Kemp's Ridley Sea Turtle. Tens of thousands of adult females once clambered ashore in a single day to lay their eggs on the beaches of Mexico that served as the only known nesting sites for this species. By the 1960s, however, these remarkable "arribadas" were gone and only a few hundred females nested each year. Protection of the Mexican nesting beaches, establishment of a new nesting site in Texas as a result of "head-starting" hatchlings there, and strongly resisted requirements for American shrimp boats to use specially designed excluder devices to reduce turtle drownings have contributed to a steady increase in the turtle's nesting numbers.
Whooping Crane. The whooping crane has benefited from one of the longest sustained conservation efforts for any species in the United States. By the early 1940s, fewer than 20 birds could be found along the Gulf coast, where the crane winters. When its breeding habitat was discovered in Canada some years later, an intensive rescue effort was made possible. Captive breeding, establishment of a new migratory population entirely in the United States, and vigilant law enforcement has slowly but steadily rebuilt crane numbers to over 500 today. While full recovery is still many years away, the crane is demonstrably more secure than ever before.
FIVE HIGHLY THREATENED SPECIES
Ocelot. Only a few dozen of these small spotted cats persist in two populations in extreme southern Texas, where little of its native thorn-scrub habitat remains.
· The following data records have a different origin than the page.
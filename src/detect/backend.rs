use anyhow::Result;
use image::RgbImage;

use crate::detect::result::Detection;

/// Object detector capability.
///
/// # Ownership
///
/// A detector is not assumed to be reentrant or thread-safe. The relay moves
/// its one detector into the detection worker at startup and never hands out
/// another reference, so `detect` is only ever called from that thread. The
/// trait requires `Send` (the detector crosses into the worker thread once) but
/// not `Sync`.
pub trait Detector: Send {
    /// Backend identifier.
    fn name(&self) -> &'static str;

    /// Run detection on an RGB image already resized to the target resolution.
    ///
    /// Bounding boxes are normalized to the image dimensions.
    fn detect(&mut self, image: &RgbImage) -> Result<Vec<Detection>>;

    /// Optional warm-up hook, run once before the relay starts serving.
    fn warm_up(&mut self) -> Result<()> {
        Ok(())
    }
}

impl<D: Detector + ?Sized> Detector for Box<D> {
    fn name(&self) -> &'static str {
        (**self).name()
    }

    fn detect(&mut self, image: &RgbImage) -> Result<Vec<Detection>> {
        (**self).detect(image)
    }

    fn warm_up(&mut self) -> Result<()> {
        (**self).warm_up()
    }
}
Efforts to construct a border fence along the Mexican border may prevent genetic interchange with more abundant ocelot populations south of the border. That development would seriously imperil the future of this already beleaguered cat in the United States.
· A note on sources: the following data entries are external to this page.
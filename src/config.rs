use anyhow::{anyhow, Result};
use serde::Deserialize;
use std::net::SocketAddr;
use std::path::Path;
use std::str::FromStr;
use std::time::Duration;

const DEFAULT_SOCKET_ADDR: &str = "127.0.0.1:5000";
const DEFAULT_HTTP_ADDR: &str = "127.0.0.1:5001";
const DEFAULT_MODEL_PATH: &str = "yolov5n.onnx";
const DEFAULT_MODEL_NAME: &str = "YOLOv5n";
const DEFAULT_CONF_THRESHOLD: f32 = 0.25;
const DEFAULT_IOU_THRESHOLD: f32 = 0.45;
const DEFAULT_TARGET_WIDTH: u32 = 320;
const DEFAULT_TARGET_HEIGHT: u32 = 240;
const DEFAULT_TARGET_FPS: u32 = 15;
const DEFAULT_QUEUE_CAPACITY: usize = 10;
const DEFAULT_POLL_INTERVAL_MS: u64 = 1000;
const DEFAULT_FAILURE_THRESHOLD: u32 = 5;

const ENV_KEYS: &[&str] = &[
    "RELAY_SOCKET_ADDR",
    "RELAY_HTTP_ADDR",
    "RELAY_MODEL_PATH",
    "RELAY_MODEL_NAME",
    "RELAY_BACKEND",
    "RELAY_CONF_THRESHOLD",
    "RELAY_IOU_THRESHOLD",
    "RELAY_TARGET_SIZE",
    "RELAY_TARGET_FPS",
    "RELAY_QUEUE_CAPACITY",
    "RELAY_POLL_INTERVAL_MS",
];

#[derive(Debug, Deserialize, Default)]
struct RelayConfigFile {
    socket_addr: Option<String>,
    http_addr: Option<String>,
    model: Option<ModelConfigFile>,
    detector: Option<DetectorConfigFile>,
    queue: Option<QueueConfigFile>,
    health: Option<HealthConfigFile>,
}

#[derive(Debug, Deserialize, Default)]
struct ModelConfigFile {
    path: Option<String>,
    name: Option<String>,
    backend: Option<String>,
}

#[derive(Debug, Deserialize, Default)]
struct DetectorConfigFile {
    conf_threshold: Option<f32>,
    iou_threshold: Option<f32>,
    target_width: Option<u32>,
    target_height: Option<u32>,
    target_fps: Option<u32>,
}

#[derive(Debug, Deserialize, Default)]
struct QueueConfigFile {
    capacity: Option<usize>,
    poll_interval_ms: Option<u64>,
}

#[derive(Debug, Deserialize, Default)]
struct HealthConfigFile {
    failure_threshold: Option<u32>,
}

/// Which detector implementation to construct at startup.
#[derive(Clone, Copy, Debug, PartialEq, Eq)]
pub enum BackendKind {
    Stub,
    Tract,
}

impl BackendKind {
    pub fn as_str(&self) -> &'static str {
        match self {
            BackendKind::Stub => "stub",
            BackendKind::Tract => "tract",
        }
    }
}

impl Default for BackendKind {
    fn default() -> Self {
        if cfg!(feature = "backend-tract") {
            BackendKind::Tract
        } else {
            BackendKind::Stub
        }
    }
}

impl FromStr for BackendKind {
    type Err = anyhow::Error;

    fn from_str(value: &str) -> Result<Self> {
        match value.trim().to_ascii_lowercase().as_str() {
            "stub" => Ok(BackendKind::Stub),
            "tract" | "onnx" => Ok(BackendKind::Tract),
            other => Err(anyhow!(
                "unknown detector backend '{}'; expected 'stub' or 'tract'",
                other
            )),
        }
    }
}

#[derive(Debug, Clone)]
pub struct ModelSettings {
    pub path: String,
    pub name: String,
    pub backend: BackendKind,
}

#[derive(Debug, Clone)]
pub struct DetectorSettings {
    pub conf_threshold: f32,
    pub iou_threshold: f32,
    pub target_width: u32,
    pub target_height: u32,
    /// Advertised to clients only. The relay does not throttle to this rate.
    pub target_fps: u32,
}

#[derive(Debug, Clone)]
pub struct QueueSettings {
    pub capacity: usize,
    /// How long the worker blocks on an empty queue before re-checking shutdown.
    pub poll_interval: Duration,
}

/// Process-wide configuration, fixed at startup.
#[derive(Debug, Clone)]
pub struct RelayConfig {
    pub socket_addr: String,
    pub http_addr: String,
    pub model: ModelSettings,
    pub detector: DetectorSettings,
    pub queue: QueueSettings,
    /// Consecutive detector failures before health reports `degraded`.
    pub failure_threshold: u32,
}

impl Default for RelayConfig {
    fn default() -> Self {
        // An empty file section resolves every field to its default.
        Self::from_file(RelayConfigFile::default())
    }
}

impl RelayConfig {
    /// Load from `RELAY_CONFIG` (if set), then apply environment overrides.
    pub fn load() -> Result<Self> {
        let config_path = std::env::var("RELAY_CONFIG").ok();
        Self::load_from(config_path.as_deref().map(Path::new))
    }

    /// Load from an explicit file (if any), then apply environment overrides.
    pub fn load_from(path: Option<&Path>) -> Result<Self> {
        let file_cfg = match path {
            Some(path) => read_config_file(path)?,
            None => RelayConfigFile::default(),
        };
        let file_backend = file_cfg
            .model
            .as_ref()
            .and_then(|model| model.backend.clone());
        let mut cfg = Self::from_file(file_cfg);
        if let Some(backend) = file_backend {
            cfg.model.backend = backend.parse()?;
        }
        cfg.apply_env()?;
        cfg.validate()?;
        Ok(cfg)
    }

    /// Names of every environment variable consulted by `load`.
    pub fn env_keys() -> &'static [&'static str] {
        ENV_KEYS
    }

    fn from_file(file: RelayConfigFile) -> Self {
        let model = file.model.unwrap_or_default();
        let detector = file.detector.unwrap_or_default();
        let queue = file.queue.unwrap_or_default();
        Self {
            socket_addr: file
                .socket_addr
                .unwrap_or_else(|| DEFAULT_SOCKET_ADDR.to_string()),
            http_addr: file
                .http_addr
                .unwrap_or_else(|| DEFAULT_HTTP_ADDR.to_string()),
            model: ModelSettings {
                path: model.path.unwrap_or_else(|| DEFAULT_MODEL_PATH.to_string()),
                name: model.name.unwrap_or_else(|| DEFAULT_MODEL_NAME.to_string()),
                backend: BackendKind::default(),
            },
            detector: DetectorSettings {
                conf_threshold: detector.conf_threshold.unwrap_or(DEFAULT_CONF_THRESHOLD),
                iou_threshold: detector.iou_threshold.unwrap_or(DEFAULT_IOU_THRESHOLD),
                target_width: detector.target_width.unwrap_or(DEFAULT_TARGET_WIDTH),
                target_height: detector.target_height.unwrap_or(DEFAULT_TARGET_HEIGHT),
                target_fps: detector.target_fps.unwrap_or(DEFAULT_TARGET_FPS),
            },
            queue: QueueSettings {
                capacity: queue.capacity.unwrap_or(DEFAULT_QUEUE_CAPACITY),
                poll_interval: Duration::from_millis(
                    queue.poll_interval_ms.unwrap_or(DEFAULT_POLL_INTERVAL_MS),
                ),
            },
            failure_threshold: file
                .health
                .and_then(|health| health.failure_threshold)
                .unwrap_or(DEFAULT_FAILURE_THRESHOLD),
        }
    }

    fn apply_env(&mut self) -> Result<()> {
        if let Some(addr) = non_empty_env("RELAY_SOCKET_ADDR") {
            self.socket_addr = addr;
        }
        if let Some(addr) = non_empty_env("RELAY_HTTP_ADDR") {
            self.http_addr = addr;
        }
        if let Some(path) = non_empty_env("RELAY_MODEL_PATH") {
            self.model.path = path;
        }
        if let Some(name) = non_empty_env("RELAY_MODEL_NAME") {
            self.model.name = name;
        }
        if let Some(backend) = non_empty_env("RELAY_BACKEND") {
            self.model.backend = backend.parse()?;
        }
        if let Some(value) = non_empty_env("RELAY_CONF_THRESHOLD") {
            self.detector.conf_threshold = value
                .parse()
                .map_err(|_| anyhow!("RELAY_CONF_THRESHOLD must be a number in [0, 1]"))?;
        }
        if let Some(value) = non_empty_env("RELAY_IOU_THRESHOLD") {
            self.detector.iou_threshold = value
                .parse()
                .map_err(|_| anyhow!("RELAY_IOU_THRESHOLD must be a number in [0, 1]"))?;
        }
        if let Some(value) = non_empty_env("RELAY_TARGET_SIZE") {
            let (width, height) = parse_size(&value)?;
            self.detector.target_width = width;
            self.detector.target_height = height;
        }
        if let Some(value) = non_empty_env("RELAY_TARGET_FPS") {
            self.detector.target_fps = value
                .parse()
                .map_err(|_| anyhow!("RELAY_TARGET_FPS must be a positive integer"))?;
        }
        if let Some(value) = non_empty_env("RELAY_QUEUE_CAPACITY") {
            self.queue.capacity = value
                .parse()
                .map_err(|_| anyhow!("RELAY_QUEUE_CAPACITY must be a positive integer"))?;
        }
        if let Some(value) = non_empty_env("RELAY_POLL_INTERVAL_MS") {
            let millis: u64 = value.parse().map_err(|_| {
                anyhow!("RELAY_POLL_INTERVAL_MS must be an integer number of milliseconds")
            })?;
            self.queue.poll_interval = Duration::from_millis(millis);
        }
        Ok(())
    }

    /// Reject configurations the relay cannot run with.
    pub fn validate(&self) -> Result<()> {
        parse_addr("socket_addr", &self.socket_addr)?;
        parse_addr("http_addr", &self.http_addr)?;
        if self.queue.capacity == 0 {
            return Err(anyhow!("queue capacity must be at least 1"));
        }
        if self.queue.poll_interval.is_zero() {
            return Err(anyhow!("queue poll interval must be greater than zero"));
        }
        if !(0.0..=1.0).contains(&self.detector.conf_threshold) {
            return Err(anyhow!(
                "confidence threshold {} is outside [0, 1]",
                self.detector.conf_threshold
            ));
        }
        if !(0.0..=1.0).contains(&self.detector.iou_threshold) {
            return Err(anyhow!(
                "IoU threshold {} is outside [0, 1]",
                self.detector.iou_threshold
            ));
        }
        if self.detector.target_width == 0 || self.detector.target_height == 0 {
            return Err(anyhow!("target size must be non-zero"));
        }
        if self.detector.target_fps == 0 {
            return Err(anyhow!("target fps must be >= 1"));
        }
        if self.failure_threshold == 0 {
            return Err(anyhow!("health failure threshold must be >= 1"));
        }
        Ok(())
    }
}

fn read_config_file(path: &Path) -> Result<RelayConfigFile> {
    let raw = std::fs::read_to_string(path)
        .map_err(|e| anyhow!("failed to read config file {}: {}", path.display(), e))?;
    let is_toml = path
        .extension()
        .and_then(|ext| ext.to_str())
        .is_some_and(|ext| ext.eq_ignore_ascii_case("toml"));
    let cfg = if is_toml {
        toml::from_str(&raw)
            .map_err(|e| anyhow!("invalid config file {}: {}", path.display(), e))?
    } else {
        serde_json::from_str(&raw)
            .map_err(|e| anyhow!("invalid config file {}: {}", path.display(), e))?
    };
    Ok(cfg)
}

fn non_empty_env(key: &str) -> Option<String> {
    std::env::var(key).ok().filter(|value| !value.trim().is_empty())
}

fn parse_addr(field: &str, value: &str) -> Result<SocketAddr> {
    value
        .parse()
        .map_err(|_| anyhow!("{} '{}' is not a socket address", field, value))
}

fn parse_size(value: &str) -> Result<(u32, u32)> {
    let (w, h) = value
        .trim()
        .split_once(['x', 'X'])
        .ok_or_else(|| anyhow!("RELAY_TARGET_SIZE must look like WIDTHxHEIGHT"))?;
    let width = w
        .trim()
        .parse()
        .map_err(|_| anyhow!("invalid target width '{}'", w))?;
    let height = h
        .trim()
        .parse()
        .map_err(|_| anyhow!("invalid target height '{}'", h))?;
    Ok((width, height))
}

#[cfg(test)]
mod tests {
    use super::*;

    #[test]
    fn defaults_match_advertised_values() {
        let cfg = RelayConfig::default();
        assert_eq!(cfg.detector.conf_threshold, 0.25);
        assert_eq!(cfg.detector.target_width, 320);
        assert_eq!(cfg.detector.target_height, 240);
        assert_eq!(cfg.detector.target_fps, 15);
        assert_eq!(cfg.queue.capacity, 10);
        assert_eq!(cfg.model.name, "YOLOv5n");
        cfg.validate().unwrap();
    }

    #[test]
    fn parse_size_accepts_either_separator_case() {
        assert_eq!(parse_size("640x480").unwrap(), (640, 480));
        assert_eq!(parse_size(" 320 X 240 ").unwrap(), (320, 240));
        assert!(parse_size("640").is_err());
        assert!(parse_size("ax10").is_err());
    }

    #[test]
    fn validate_rejects_zero_capacity() {
        let mut cfg = RelayConfig::default();
        cfg.queue.capacity = 0;
        assert!(cfg.validate().is_err());
    }

    #[test]
    fn validate_rejects_out_of_range_threshold() {
        let mut cfg = RelayConfig::default();
        cfg.detector.conf_threshold = 1.5;
        assert!(cfg.validate().is_err());
    }

    #[test]
    fn backend_kind_parses_aliases() {
        assert_eq!("STUB".parse::<BackendKind>().unwrap(), BackendKind::Stub);
        assert_eq!("onnx".parse::<BackendKind>().unwrap(), BackendKind::Tract);
        assert!("cuda".parse::<BackendKind>().is_err());
    }
}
Ivory-billed Woodpecker. It is unclear whether this large woodpecker still survives. Presumed extinct for many decades, the woodpecker was reported sighted (and briefly filmed) in 2006 in the bottomland hardwood swamps of the Cache River National Wildlife Refuge in Arkansas. Despite intensive subsequent searches, however, there is no conclusive evidence that it survives today (and some controversy over the accuracy of the identifications made in 2006). The ivory-billed woodpecker's decline and possible extinction is due to the loss of its forested swamp habitat in the American South.
Schaus Swallowtail Butterfly. This extremely rare butterfly is restricted to a few small sites in the Florida Keys, where its remaining hardwood hammock sites could be destroyed by a hurricane. A successful captive breeding effort helped prevent the near extinction of this species following a previous hurricane.
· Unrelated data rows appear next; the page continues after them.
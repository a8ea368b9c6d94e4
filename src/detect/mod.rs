mod backend;
mod backends;
mod classes;
pub mod postprocess;
mod result;

use anyhow::{anyhow, Context, Result};

use crate::config::{BackendKind, RelayConfig};

pub use backend::Detector;
pub use backends::StubBackend;
#[cfg(feature = "backend-tract")]
pub use backends::TractBackend;
pub use classes::{class_name, COCO_CLASSES};
pub use result::{BoundingBox, Detection, DetectionResult, DetectorInfo, ImageSize};

/// Construct and warm up the configured detector.
///
/// Failure here is fatal for the service: the relay must not start serving
/// without a working detector.
pub fn build_detector(cfg: &RelayConfig) -> Result<Box<dyn Detector>> {
    let mut detector: Box<dyn Detector> = match cfg.model.backend {
        BackendKind::Stub => {
            Box::new(StubBackend::new().with_threshold(cfg.detector.conf_threshold))
        }
        BackendKind::Tract => build_tract(cfg)?,
    };
    detector
        .warm_up()
        .with_context(|| format!("detector '{}' failed to warm up", detector.name()))?;
    Ok(detector)
}

#[cfg(feature = "backend-tract")]
fn build_tract(cfg: &RelayConfig) -> Result<Box<dyn Detector>> {
    let path = std::path::Path::new(&cfg.model.path);
    if !path.exists() {
        return Err(anyhow!("model file not found at {}", path.display()));
    }
    let backend = TractBackend::new(
        path,
        cfg.detector.target_width,
        cfg.detector.target_height,
    )?
    .with_thresholds(cfg.detector.conf_threshold, cfg.detector.iou_threshold);
    Ok(Box::new(backend))
}

#[cfg(not(feature = "backend-tract"))]
fn build_tract(_cfg: &RelayConfig) -> Result<Box<dyn Detector>> {
    Err(anyhow!(
        "tract backend requested but this build lacks the 'backend-tract' feature"
    ))
}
Alabama Sturgeon. An ancient fish of the Mobile Basin, the Alabama sturgeon is one of the rarest fish in North America. In the past decade, only a handful of specimens have been found in the wild. Despite the sturgeon's extreme rarity, barge interests have asked the United States Supreme Court to rule that the listing of the fish as an endangered species is unconstitutional because it now occurs in only one state (formerly in two) and is no longer utilized in interstate commerce, though it once was.
San Joaquin Kit Fox. This small fox of California's Central Valley has lost most of its native habitat to intensive agriculture and urban development. Though protected as an endangered species since the first official federal list of endangered species was promulgated in 1967, the kit fox is likely rarer today than ever before.